### Instructions for the task
For each line below that contains the word "PollwatchError", make a copy.

### Data extracts
// src/config/model.rs

use std::fmt;
use std::path::PathBuf;
use std::time::Duration;

use serde::Deserialize;

use crate::errors::{PollwatchError, Result};
use crate::types::{DeletionPolicy, OutputMode, ReadErrorPolicy};

/// Config file as read from TOML.
///
/// ```toml
/// [watch]
/// path = "src"
/// interval = "500ms"
/// on_delete = "ignore"
/// on_read_error = "fail"
///
/// [command]
/// cmd = "cargo run --bin server"
/// stop_timeout = "3s"
/// capture_output = true
/// initial_run = false
/// ```
///
/// Every key is optional; the CLI fills in or overrides whatever is missing.
#[derive(Debug, Clone, Default, Deserialize)]
#[serde(deny_unknown_fields)]
pub struct RawConfigFile {
    #[serde(default)]
    pub watch: WatchSection,

    #[serde(default)]
    pub command: CommandSection,
}

/// `[watch]` section.
#[derive(Debug, Clone, Default, Deserialize)]
#[serde(deny_unknown_fields)]
pub struct WatchSection {
    /// Root directory; relative paths resolve against the working directory.
    pub path: Option<String>,
    /// Poll interval, e.g. `"1s"`.
    pub interval: Option<String>,
    pub on_delete: Option<DeletionPolicy>,
    pub on_read_error: Option<ReadErrorPolicy>,
}

/// `[command]` section.
#[derive(Debug, Clone, Default, Deserialize)]
#[serde(deny_unknown_fields)]
pub struct CommandSection {
    pub cmd: Option<String>,
    pub stop_timeout: Option<String>,
    pub capture_output: Option<bool>,
    /// Start the command once right after the initial walk (default `true`).
    pub initial_run: Option<bool>,
}

/// Program plus arguments, split once at startup.
#[derive(Debug, Clone, PartialEq, Eq)]
pub struct CommandSpec {
    pub program: String,
    pub args: Vec<String>,
}

impl CommandSpec {
    /// Split a raw command line on whitespace.
    ///
    /// The first word is the program. Runs of whitespace collapse, so
    /// `"go  build"` has no empty argument. No quoting rules apply.
    pub fn parse(raw: &str) -> Result<Self> {
        let mut words = raw.split_whitespace().map(str::to_string);
        let program = words.next().ok_or(PollwatchError::EmptyCommand)?;
        Ok(Self {
            program,
            args: words.collect(),
        })
    }
}

impl fmt::Display for CommandSpec {
    fn fmt(&self, f: &mut fmt::Formatter<'_>) -> fmt::Result {
        f.write_str(&self.program)?;
        for arg in &self.args {
            write!(f, " {arg}")?;
        }
        Ok(())
    }
}

/// Validated runtime configuration.
#[derive(Debug, Clone)]
pub struct WatchConfig {
    /// Absolute, existing directory.
    pub root: PathBuf,
    pub interval: Duration,
    pub deletion: DeletionPolicy,
    pub read_errors: ReadErrorPolicy,
    pub command: CommandSpec,
    pub stop_timeout: Duration,
    pub output: OutputMode,
    pub initial_run: bool,
}

pub const DEFAULT_INTERVAL: Duration = Duration::from_secs(1);
pub const DEFAULT_STOP_TIMEOUT: Duration = Duration::from_secs(2);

### Solution to the exercise
use crate::errors::{PollwatchError, Result};
        let program = words.next().ok_or(PollwatchError::EmptyCommand)?;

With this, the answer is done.